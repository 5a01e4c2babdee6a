use axum::response::Response;
use serde::Serialize;

use crate::utils::response::success;

pub mod bookings;
pub mod catalog;
pub mod seats;

#[derive(Serialize)]
struct HealthPayload {
    status: &'static str,
    service: &'static str,
}

pub async fn health_check() -> Response {
    let payload = HealthPayload {
        status: "ok",
        service: "cinema-booking-api",
    };

    success(payload, "Health check successful")
}
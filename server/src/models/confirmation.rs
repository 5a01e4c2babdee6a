use chrono::{DateTime, Utc};
use rust_decimal::Decimal;
use serde::{Deserialize, Serialize};
use uuid::Uuid;

use super::seat::SeatKey;

/// Server-issued record of a completed checkout, fetched by id.
#[derive(Debug, Clone, PartialEq, Serialize, Deserialize)]
pub struct BookingConfirmation {
    pub id: Uuid,
    pub bill_id: i64,
    pub showtime_id: i64,
    pub phone_number: String,
    pub seats: Vec<SeatKey>,
    pub seat_count: i32,
    pub subtotal: Decimal,
    pub discount: Decimal,
    pub total: Decimal,
    pub voucher_code: Option<String>,
    pub created_at: DateTime<Utc>,
}
use axum::extract::{Path, State};
use axum::response::Response;
use axum::Json;
use serde::Deserialize;
use uuid::Uuid;

use crate::models::{FoodSelection, SeatKey};
use crate::services::booking;
use crate::state::AppState;
use crate::utils::error::AppError;
use crate::utils::response::{created, empty_success, success};

#[derive(Debug, Deserialize)]
pub struct StartBooking {
    pub showtime_id: i64,
    pub phone_number: String,
}

#[derive(Debug, Deserialize)]
pub struct SelectSeats {
    pub seats: Vec<SeatKey>,
}

#[derive(Debug, Deserialize)]
pub struct SelectFoods {
    pub foods: Vec<FoodSelection>,
}

#[derive(Debug, Deserialize)]
pub struct ApplyVoucher {
    pub code: String,
}

pub async fn start(
    State(state): State<AppState>,
    Json(body): Json<StartBooking>,
) -> Result<Response, AppError> {
    let view = booking::start(&state, body.showtime_id, &body.phone_number).await?;
    Ok(created(view, "Booking session started"))
}

pub async fn show(State(state): State<AppState>, Path(id): Path<Uuid>) -> Result<Response, AppError> {
    let view = booking::view(&state, id).await?;
    Ok(success(view, "Booking session retrieved"))
}

pub async fn select_seats(
    State(state): State<AppState>,
    Path(id): Path<Uuid>,
    Json(body): Json<SelectSeats>,
) -> Result<Response, AppError> {
    let view = booking::select_seats(&state, id, body.seats).await?;
    Ok(success(view, "Seats selected"))
}

pub async fn select_foods(
    State(state): State<AppState>,
    Path(id): Path<Uuid>,
    Json(body): Json<SelectFoods>,
) -> Result<Response, AppError> {
    let view = booking::select_foods(&state, id, &body.foods).await?;
    Ok(success(view, "Food selected"))
}

pub async fn apply_voucher(
    State(state): State<AppState>,
    Path(id): Path<Uuid>,
    Json(body): Json<ApplyVoucher>,
) -> Result<Response, AppError> {
    let view = booking::apply_voucher(&state, id, &body.code).await?;
    Ok(success(view, "Voucher applied"))
}

pub async fn clear_voucher(
    State(state): State<AppState>,
    Path(id): Path<Uuid>,
) -> Result<Response, AppError> {
    let view = booking::clear_voucher(&state, id).await?;
    Ok(success(view, "Voucher removed"))
}

pub async fn advance(State(state): State<AppState>, Path(id): Path<Uuid>) -> Result<Response, AppError> {
    let view = booking::advance(&state, id).await?;
    Ok(success(view, "Moved to next step"))
}

pub async fn back(State(state): State<AppState>, Path(id): Path<Uuid>) -> Result<Response, AppError> {
    let view = booking::back(&state, id).await?;
    Ok(success(view, "Moved to previous step"))
}

pub async fn checkout(
    State(state): State<AppState>,
    Path(id): Path<Uuid>,
) -> Result<Response, AppError> {
    let confirmation = booking::checkout(&state, id).await?;
    Ok(created(confirmation, "Booking confirmed"))
}

pub async fn abandon(State(state): State<AppState>, Path(id): Path<Uuid>) -> Result<Response, AppError> {
    booking::abandon(&state, id).await?;
    Ok(empty_success("Booking session abandoned"))
}

pub async fn confirmation(
    State(state): State<AppState>,
    Path(id): Path<Uuid>,
) -> Result<Response, AppError> {
    let confirmation = booking::confirmation(&state, id).await?;
    Ok(success(confirmation, "Booking confirmation retrieved"))
}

▶ _Your assignment_:
The lines to return are those in the entries above that hold "struct".

▶ _Solution to this exercise_:
struct HealthPayload {
pub struct BookingConfirmation {
pub struct StartBooking {
pub struct SelectSeats {
pub struct SelectFoods {
pub struct ApplyVoucher {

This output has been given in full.